** Opening Data shown block **
//! Line codec shared by index and cache files.
//!
//! Every record is a single line of fields joined by [`SEPARATOR`]. Inside a
//! field `\`, `:`, newline and carriage return are backslash-escaped, so the
//! separator and the line terminator never occur in an encoded field.

use crate::error::{CommonError, CommonResult};

pub const SEPARATOR: &str = "::";

const ESCAPE: char = '\\';

pub fn escape(field: &str, out: &mut String) {
    for c in field.chars() {
        match c {
            ESCAPE => out.push_str("\\\\"),
            ':' => out.push_str("\\:"),
            '\n' => out.push_str("\\n"),
            '\r' => out.push_str("\\r"),
            c => out.push(c),
        }
    }
}

/// Encodes `fields` into one line without the trailing newline.
pub fn encode_line(fields: &[&str]) -> String {
    let mut line = String::new();
    for (i, field) in fields.iter().enumerate() {
        if i > 0 {
            line.push_str(SEPARATOR);
        }
        escape(field, &mut line);
    }
    line
}

/// Splits a line produced by [`encode_line`] back into exactly `expected`
/// unescaped fields.
pub fn decode_line(line: &str, expected: usize) -> CommonResult<Vec<String>> {
    let mut fields = Vec::with_capacity(expected);
    let mut current = String::new();
    let mut chars = line.chars().peekable();

    while let Some(c) = chars.next() {
        match c {
            ESCAPE => match chars.next() {
                Some(ESCAPE) => current.push(ESCAPE),
                Some(':') => current.push(':'),
                Some('n') => current.push('\n'),
                Some('r') => current.push('\r'),
                Some(other) => return Err(CommonError::UnknownEscape(other)),
                None => return Err(CommonError::DanglingEscape(current)),
            },
            ':' => {
                if chars.next_if_eq(&':').is_none() {
                    return Err(CommonError::StraySeparator);
                }
                fields.push(std::mem::take(&mut current));
            }
            c => current.push(c),
        }
    }
    fields.push(current);

    if fields.len() != expected {
        return Err(CommonError::FieldCount {
            expected,
            found: fields.len(),
        });
    }
    Ok(fields)
}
** Closing Data shown block **
What is required -> Where does "Some" occur in the data? Copy each line that has it.

Your solution ->
    while let Some(c) = chars.next() {
                Some(ESCAPE) => current.push(ESCAPE),
                Some(':') => current.push(':'),
                Some('n') => current.push('\n'),
                Some('r') => current.push('\r'),
                Some(other) => return Err(CommonError::UnknownEscape(other)),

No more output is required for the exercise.